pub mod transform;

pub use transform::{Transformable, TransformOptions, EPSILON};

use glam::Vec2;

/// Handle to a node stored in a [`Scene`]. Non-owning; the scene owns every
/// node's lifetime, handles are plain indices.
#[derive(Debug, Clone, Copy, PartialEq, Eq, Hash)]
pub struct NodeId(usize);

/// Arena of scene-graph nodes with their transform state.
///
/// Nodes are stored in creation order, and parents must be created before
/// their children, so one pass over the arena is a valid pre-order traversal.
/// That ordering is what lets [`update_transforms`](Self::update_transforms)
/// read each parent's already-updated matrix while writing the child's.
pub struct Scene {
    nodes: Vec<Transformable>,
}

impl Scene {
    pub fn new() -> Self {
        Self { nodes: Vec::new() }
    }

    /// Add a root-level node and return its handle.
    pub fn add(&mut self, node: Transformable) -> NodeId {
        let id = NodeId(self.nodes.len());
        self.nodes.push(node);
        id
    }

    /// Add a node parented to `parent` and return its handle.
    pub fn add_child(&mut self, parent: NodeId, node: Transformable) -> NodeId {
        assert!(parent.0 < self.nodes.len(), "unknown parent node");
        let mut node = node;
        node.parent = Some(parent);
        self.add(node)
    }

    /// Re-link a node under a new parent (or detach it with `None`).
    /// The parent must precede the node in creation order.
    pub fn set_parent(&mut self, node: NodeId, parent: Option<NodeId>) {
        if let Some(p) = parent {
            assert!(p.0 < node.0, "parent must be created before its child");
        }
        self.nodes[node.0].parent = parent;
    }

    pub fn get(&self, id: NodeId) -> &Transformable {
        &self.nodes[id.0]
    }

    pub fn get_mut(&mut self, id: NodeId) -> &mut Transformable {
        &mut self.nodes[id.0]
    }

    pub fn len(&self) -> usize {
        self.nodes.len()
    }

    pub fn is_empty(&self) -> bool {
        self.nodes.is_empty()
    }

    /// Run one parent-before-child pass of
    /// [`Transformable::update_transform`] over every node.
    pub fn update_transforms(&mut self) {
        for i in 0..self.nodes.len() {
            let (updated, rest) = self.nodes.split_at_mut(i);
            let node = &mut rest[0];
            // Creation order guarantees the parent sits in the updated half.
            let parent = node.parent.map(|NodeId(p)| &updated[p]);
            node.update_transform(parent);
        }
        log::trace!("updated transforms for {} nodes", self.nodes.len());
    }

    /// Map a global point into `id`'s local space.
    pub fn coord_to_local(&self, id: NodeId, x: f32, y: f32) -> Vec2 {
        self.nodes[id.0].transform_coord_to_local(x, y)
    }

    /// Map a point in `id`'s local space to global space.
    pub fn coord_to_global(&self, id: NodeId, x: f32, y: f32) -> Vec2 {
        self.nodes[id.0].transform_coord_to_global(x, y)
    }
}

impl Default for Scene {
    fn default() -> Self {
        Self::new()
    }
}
==========
• [ACTIVITY] In full and without error, repeat the material above.

• [ANSWER BOX]
pub mod transform;

pub use transform::{Transformable, TransformOptions, EPSILON};

use glam::Vec2;

/// Handle to a node stored in a [`Scene`]. Non-owning; the scene owns every
/// node's lifetime, handles are plain indices.
#[derive(Debug, Clone, Copy, PartialEq, Eq, Hash)]
pub struct NodeId(usize);

/// Arena of scene-graph nodes with their transform state.
///
/// Nodes are stored in creation order, and parents must be created before
/// their children, so one pass over the arena is a valid pre-order traversal.
/// That ordering is what lets [`update_transforms`](Self::update_transforms)
/// read each parent's already-updated matrix while writing the child's.
pub struct Scene {
    nodes: Vec<Transformable>,
}

impl Scene {
    pub fn new() -> Self {
        Self { nodes: Vec::new() }
    }

    /// Add a root-level node and return its handle.
    pub fn add(&mut self, node: Transformable) -> NodeId {
        let id = NodeId(self.nodes.len());
        self.nodes.push(node);
        id
    }

    /// Add a node parented to `parent` and return its handle.
    pub fn add_child(&mut self, parent: NodeId, node: Transformable) -> NodeId {
        assert!(parent.0 < self.nodes.len(), "unknown parent node");
        let mut node = node;
        node.parent = Some(parent);
        self.add(node)
    }

    /// Re-link a node under a new parent (or detach it with `None`).
    /// The parent must precede the node in creation order.
    pub fn set_parent(&mut self, node: NodeId, parent: Option<NodeId>) {
        if let Some(p) = parent {
            assert!(p.0 < node.0, "parent must be created before its child");
        }
        self.nodes[node.0].parent = parent;
    }

    pub fn get(&self, id: NodeId) -> &Transformable {
        &self.nodes[id.0]
    }

    pub fn get_mut(&mut self, id: NodeId) -> &mut Transformable {
        &mut self.nodes[id.0]
    }

    pub fn len(&self) -> usize {
        self.nodes.len()
    }

    pub fn is_empty(&self) -> bool {
        self.nodes.is_empty()
    }

    /// Run one parent-before-child pass of
    /// [`Transformable::update_transform`] over every node.
    pub fn update_transforms(&mut self) {
        for i in 0..self.nodes.len() {
            let (updated, rest) = self.nodes.split_at_mut(i);
            let node = &mut rest[0];
            // Creation order guarantees the parent sits in the updated half.
            let parent = node.parent.map(|NodeId(p)| &updated[p]);
            node.update_transform(parent);
        }
        log::trace!("updated transforms for {} nodes", self.nodes.len());
    }

    /// Map a global point into `id`'s local space.
    pub fn coord_to_local(&self, id: NodeId, x: f32, y: f32) -> Vec2 {
        self.nodes[id.0].transform_coord_to_local(x, y)
    }

    /// Map a point in `id`'s local space to global space.
    pub fn coord_to_global(&self, id: NodeId, x: f32, y: f32) -> Vec2 {
        self.nodes[id.0].transform_coord_to_global(x, y)
    }
}

impl Default for Scene {
    fn default() -> Self {
        Self::new()
    }
}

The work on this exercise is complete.